## Assignment
Give back every record that follows, exactly as written.

## Data provided
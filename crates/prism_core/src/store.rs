//! Node arena - the live state graph
//!
//! The data graph is stored as one arena of nodes keyed by [`NodeId`].
//! Composite nodes hold ids of their children rather than inline values, so
//! every tree location has exactly one physical node and any number of views
//! may alias it. Mutation is in-place: a write replaces the child slot of the
//! parent node, never the whole tree.
//!
//! Slotmap keys are versioned, so a view holding the id of a node that was
//! replaced wholesale reads back `None` instead of resurrecting freed storage.

use indexmap::IndexMap;
use slotmap::{new_key_type, SlotMap};

use crate::path;
use crate::value::Value;

new_key_type! {
    /// Unique identifier for a node in the state graph
    pub struct NodeId;
}

/// A single location in the state graph
#[derive(Debug)]
enum Node {
    /// Scalar payload (never `Array`/`Object`; composites decompose on alloc)
    Leaf(Value),
    Object(IndexMap<String, NodeId>),
    Array(Vec<NodeId>),
}

/// Outcome of a write against the arena
#[derive(Debug, Clone, Copy, PartialEq, Eq)]
pub enum WriteOutcome {
    /// Value differed; the graph was updated
    Committed,
    /// Old and new values were structurally identical scalars; nothing happened
    Unchanged,
    /// An intermediate segment was missing or unwritable
    Missing,
}

/// Arena of state nodes plus the root id
pub struct NodeArena {
    nodes: SlotMap<NodeId, Node>,
    root: NodeId,
}

impl NodeArena {
    /// Build an arena from initial data
    pub fn new(initial: Value) -> Self {
        let mut nodes = SlotMap::with_key();
        let root = Self::alloc_into(&mut nodes, initial);
        Self { nodes, root }
    }

    pub fn root(&self) -> NodeId {
        self.root
    }

    pub fn node_count(&self) -> usize {
        self.nodes.len()
    }

    /// Walk a path from the root; `None` on any missing segment
    pub fn resolve(&self, path: &str) -> Option<NodeId> {
        let mut current = self.root;
        for seg in path::segments(path) {
            current = self.step(current, seg)?;
        }
        Some(current)
    }

    /// One navigation step from a node
    pub fn step(&self, id: NodeId, seg: &str) -> Option<NodeId> {
        match self.nodes.get(id)? {
            Node::Object(map) => map.get(seg).copied(),
            Node::Array(items) => items.get(seg.parse::<usize>().ok()?).copied(),
            Node::Leaf(_) => None,
        }
    }

    /// Whether the node behind `id` is a container
    pub fn is_composite(&self, id: NodeId) -> bool {
        matches!(
            self.nodes.get(id),
            Some(Node::Object(_)) | Some(Node::Array(_))
        )
    }

    /// Whether `id` still refers to a live node
    pub fn contains(&self, id: NodeId) -> bool {
        self.nodes.contains_key(id)
    }

    /// Materialize the subtree under a node
    pub fn snapshot(&self, id: NodeId) -> Option<Value> {
        Some(match self.nodes.get(id)? {
            Node::Leaf(v) => v.clone(),
            Node::Object(map) => Value::Object(
                map.iter()
                    .filter_map(|(k, child)| Some((k.clone(), self.snapshot(*child)?)))
                    .collect(),
            ),
            Node::Array(items) => Value::Array(
                items
                    .iter()
                    .filter_map(|child| self.snapshot(*child))
                    .collect(),
            ),
        })
    }

    /// Materialize the whole graph
    pub fn snapshot_root(&self) -> Value {
        self.snapshot(self.root).unwrap_or(Value::Null)
    }

    /// Read the value at a dot-path
    pub fn get_path(&self, path: &str) -> Option<Value> {
        self.resolve(path).and_then(|id| self.snapshot(id))
    }

    /// Write `value` at `path`, comparing against the previous value first
    ///
    /// Structurally identical scalars commit nothing. Composite values always
    /// commit (a fresh container is never identical to the old one). New keys
    /// may be added to objects; array writes accept in-range indices or the
    /// one-past-the-end index (append).
    pub fn write_path(&mut self, path: &str, value: Value) -> WriteOutcome {
        if path.is_empty() {
            return WriteOutcome::Missing;
        }
        let key = path.rsplit('.').next().unwrap_or(path);
        let parent_path = path::parent(path).unwrap_or("");
        let Some(parent_id) = self.resolve(parent_path) else {
            return WriteOutcome::Missing;
        };
        self.write_child(parent_id, key, value)
    }

    /// Write `value` under `key` of the node `parent`
    pub fn write_child(&mut self, parent: NodeId, key: &str, value: Value) -> WriteOutcome {
        enum Slot {
            ObjectKey,
            ArrayIndex(usize),
            ArrayAppend,
        }

        let (slot, existing) = match self.nodes.get(parent) {
            Some(Node::Object(map)) => (Slot::ObjectKey, map.get(key).copied()),
            Some(Node::Array(items)) => match key.parse::<usize>() {
                Ok(i) if i < items.len() => (Slot::ArrayIndex(i), Some(items[i])),
                Ok(i) if i == items.len() => (Slot::ArrayAppend, None),
                _ => return WriteOutcome::Missing,
            },
            _ => return WriteOutcome::Missing,
        };

        if let Some(old_id) = existing {
            if !value.is_composite() {
                if let Some(Node::Leaf(old)) = self.nodes.get(old_id) {
                    if *old == value {
                        return WriteOutcome::Unchanged;
                    }
                }
            }
            self.free(old_id);
        }

        let new_id = self.alloc(value);
        match (self.nodes.get_mut(parent), slot) {
            (Some(Node::Object(map)), Slot::ObjectKey) => {
                map.insert(key.to_string(), new_id);
            }
            (Some(Node::Array(items)), Slot::ArrayIndex(i)) => {
                items[i] = new_id;
            }
            (Some(Node::Array(items)), Slot::ArrayAppend) => {
                items.push(new_id);
            }
            _ => unreachable!("parent node changed shape mid-write"),
        }
        WriteOutcome::Committed
    }

    /// Remove the entry at `path` and free its subtree
    pub fn remove_path(&mut self, path: &str) -> bool {
        if path.is_empty() {
            return false;
        }
        let key = path.rsplit('.').next().unwrap_or(path);
        let parent_path = path::parent(path).unwrap_or("");
        let Some(parent_id) = self.resolve(parent_path) else {
            return false;
        };
        let removed = match self.nodes.get_mut(parent_id) {
            Some(Node::Object(map)) => map.shift_remove(key),
            _ => None,
        };
        match removed {
            Some(child) => {
                self.free(child);
                true
            }
            None => false,
        }
    }

    /// Drop every node and leave an inert null root
    pub fn reset(&mut self) {
        self.nodes.clear();
        self.root = self.nodes.insert(Node::Leaf(Value::Null));
    }

    fn alloc(&mut self, value: Value) -> NodeId {
        Self::alloc_into(&mut self.nodes, value)
    }

    fn alloc_into(nodes: &mut SlotMap<NodeId, Node>, value: Value) -> NodeId {
        match value {
            Value::Object(map) => {
                let children: IndexMap<String, NodeId> = map
                    .into_iter()
                    .map(|(k, v)| (k, Self::alloc_into(nodes, v)))
                    .collect();
                nodes.insert(Node::Object(children))
            }
            Value::Array(items) => {
                let children: Vec<NodeId> = items
                    .into_iter()
                    .map(|v| Self::alloc_into(nodes, v))
                    .collect();
                nodes.insert(Node::Array(children))
            }
            scalar => nodes.insert(Node::Leaf(scalar)),
        }
    }

    fn free(&mut self, id: NodeId) {
        match self.nodes.remove(id) {
            Some(Node::Object(map)) => {
                for (_, child) in map {
                    self.free(child);
                }
            }
            Some(Node::Array(items)) => {
                for child in items {
                    self.free(child);
                }
            }
            _ => {}
        }
    }
}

## Task response
filename crates/prism_core/src/store.rs
//! Node arena - the live state graph
//!
//! The data graph is stored as one arena of nodes keyed by [`NodeId`].
//! Composite nodes hold ids of their children rather than inline values, so
//! every tree location has exactly one physical node and any number of views
//! may alias it. Mutation is in-place: a write replaces the child slot of the
//! parent node, never the whole tree.
//!
//! Slotmap keys are versioned, so a view holding the id of a node that was
//! replaced wholesale reads back `None` instead of resurrecting freed storage.

use indexmap::IndexMap;
use slotmap::{new_key_type, SlotMap};

use crate::path;
use crate::value::Value;

new_key_type! {
    /// Unique identifier for a node in the state graph
    pub struct NodeId;
}

/// A single location in the state graph
#[derive(Debug)]
enum Node {
    /// Scalar payload (never `Array`/`Object`; composites decompose on alloc)
    Leaf(Value),
    Object(IndexMap<String, NodeId>),
    Array(Vec<NodeId>),
}

/// Outcome of a write against the arena
#[derive(Debug, Clone, Copy, PartialEq, Eq)]
pub enum WriteOutcome {
    /// Value differed; the graph was updated
    Committed,
    /// Old and new values were structurally identical scalars; nothing happened
    Unchanged,
    /// An intermediate segment was missing or unwritable
    Missing,
}

/// Arena of state nodes plus the root id
pub struct NodeArena {
    nodes: SlotMap<NodeId, Node>,
    root: NodeId,
}

impl NodeArena {
    /// Build an arena from initial data
    pub fn new(initial: Value) -> Self {
        let mut nodes = SlotMap::with_key();
        let root = Self::alloc_into(&mut nodes, initial);
        Self { nodes, root }
    }

    pub fn root(&self) -> NodeId {
        self.root
    }

    pub fn node_count(&self) -> usize {
        self.nodes.len()
    }

    /// Walk a path from the root; `None` on any missing segment
    pub fn resolve(&self, path: &str) -> Option<NodeId> {
        let mut current = self.root;
        for seg in path::segments(path) {
            current = self.step(current, seg)?;
        }
        Some(current)
    }

    /// One navigation step from a node
    pub fn step(&self, id: NodeId, seg: &str) -> Option<NodeId> {
        match self.nodes.get(id)? {
            Node::Object(map) => map.get(seg).copied(),
            Node::Array(items) => items.get(seg.parse::<usize>().ok()?).copied(),
            Node::Leaf(_) => None,
        }
    }

    /// Whether the node behind `id` is a container
    pub fn is_composite(&self, id: NodeId) -> bool {
        matches!(
            self.nodes.get(id),
            Some(Node::Object(_)) | Some(Node::Array(_))
        )
    }

    /// Whether `id` still refers to a live node
    pub fn contains(&self, id: NodeId) -> bool {
        self.nodes.contains_key(id)
    }

    /// Materialize the subtree under a node
    pub fn snapshot(&self, id: NodeId) -> Option<Value> {
        Some(match self.nodes.get(id)? {
            Node::Leaf(v) => v.clone(),
            Node::Object(map) => Value::Object(
                map.iter()
                    .filter_map(|(k, child)| Some((k.clone(), self.snapshot(*child)?)))
                    .collect(),
            ),
            Node::Array(items) => Value::Array(
                items
                    .iter()
                    .filter_map(|child| self.snapshot(*child))
                    .collect(),
            ),
        })
    }

    /// Materialize the whole graph
    pub fn snapshot_root(&self) -> Value {
        self.snapshot(self.root).unwrap_or(Value::Null)
    }

    /// Read the value at a dot-path
    pub fn get_path(&self, path: &str) -> Option<Value> {
        self.resolve(path).and_then(|id| self.snapshot(id))
    }

    /// Write `value` at `path`, comparing against the previous value first
    ///
    /// Structurally identical scalars commit nothing. Composite values always
    /// commit (a fresh container is never identical to the old one). New keys
    /// may be added to objects; array writes accept in-range indices or the
    /// one-past-the-end index (append).
    pub fn write_path(&mut self, path: &str, value: Value) -> WriteOutcome {
        if path.is_empty() {
            return WriteOutcome::Missing;
        }
        let key = path.rsplit('.').next().unwrap_or(path);
        let parent_path = path::parent(path).unwrap_or("");
        let Some(parent_id) = self.resolve(parent_path) else {
            return WriteOutcome::Missing;
        };
        self.write_child(parent_id, key, value)
    }

    /// Write `value` under `key` of the node `parent`
    pub fn write_child(&mut self, parent: NodeId, key: &str, value: Value) -> WriteOutcome {
        enum Slot {
            ObjectKey,
            ArrayIndex(usize),
            ArrayAppend,
        }

        let (slot, existing) = match self.nodes.get(parent) {
            Some(Node::Object(map)) => (Slot::ObjectKey, map.get(key).copied()),
            Some(Node::Array(items)) => match key.parse::<usize>() {
                Ok(i) if i < items.len() => (Slot::ArrayIndex(i), Some(items[i])),
                Ok(i) if i == items.len() => (Slot::ArrayAppend, None),
                _ => return WriteOutcome::Missing,
            },
            _ => return WriteOutcome::Missing,
        };

        if let Some(old_id) = existing {
            if !value.is_composite() {
                if let Some(Node::Leaf(old)) = self.nodes.get(old_id) {
                    if *old == value {
                        return WriteOutcome::Unchanged;
                    }
                }
            }
            self.free(old_id);
        }

        let new_id = self.alloc(value);
        match (self.nodes.get_mut(parent), slot) {
            (Some(Node::Object(map)), Slot::ObjectKey) => {
                map.insert(key.to_string(), new_id);
            }
            (Some(Node::Array(items)), Slot::ArrayIndex(i)) => {
                items[i] = new_id;
            }
            (Some(Node::Array(items)), Slot::ArrayAppend) => {
                items.push(new_id);
            }
            _ => unreachable!("parent node changed shape mid-write"),
        }
        WriteOutcome::Committed
    }

    /// Remove the entry at `path` and free its subtree
    pub fn remove_path(&mut self, path: &str) -> bool {
        if path.is_empty() {
            return false;
        }
        let key = path.rsplit('.').next().unwrap_or(path);
        let parent_path = path::parent(path).unwrap_or("");
        let Some(parent_id) = self.resolve(parent_path) else {
            return false;
        };
        let removed = match self.nodes.get_mut(parent_id) {
            Some(Node::Object(map)) => map.shift_remove(key),
            _ => None,
        };
        match removed {
            Some(child) => {
                self.free(child);
                true
            }
            None => false,
        }
    }

    /// Drop every node and leave an inert null root
    pub fn reset(&mut self) {
        self.nodes.clear();
        self.root = self.nodes.insert(Node::Leaf(Value::Null));
    }

    fn alloc(&mut self, value: Value) -> NodeId {
        Self::alloc_into(&mut self.nodes, value)
    }

    fn alloc_into(nodes: &mut SlotMap<NodeId, Node>, value: Value) -> NodeId {
        match value {
            Value::Object(map) => {
                let children: IndexMap<String, NodeId> = map
                    .into_iter()
                    .map(|(k, v)| (k, Self::alloc_into(nodes, v)))
                    .collect();
                nodes.insert(Node::Object(children))
            }
            Value::Array(items) => {
                let children: Vec<NodeId> = items
                    .into_iter()
                    .map(|v| Self::alloc_into(nodes, v))
                    .collect();
                nodes.insert(Node::Array(children))
            }
            scalar => nodes.insert(Node::Leaf(scalar)),
        }
    }

    fn free(&mut self, id: NodeId) {
        match self.nodes.remove(id) {
            Some(Node::Object(map)) => {
                for (_, child) in map {
                    self.free(child);
                }
            }
            Some(Node::Array(items)) => {
                for child in items {
                    self.free(child);
                }
            }
            _ => {}
        }
    }
}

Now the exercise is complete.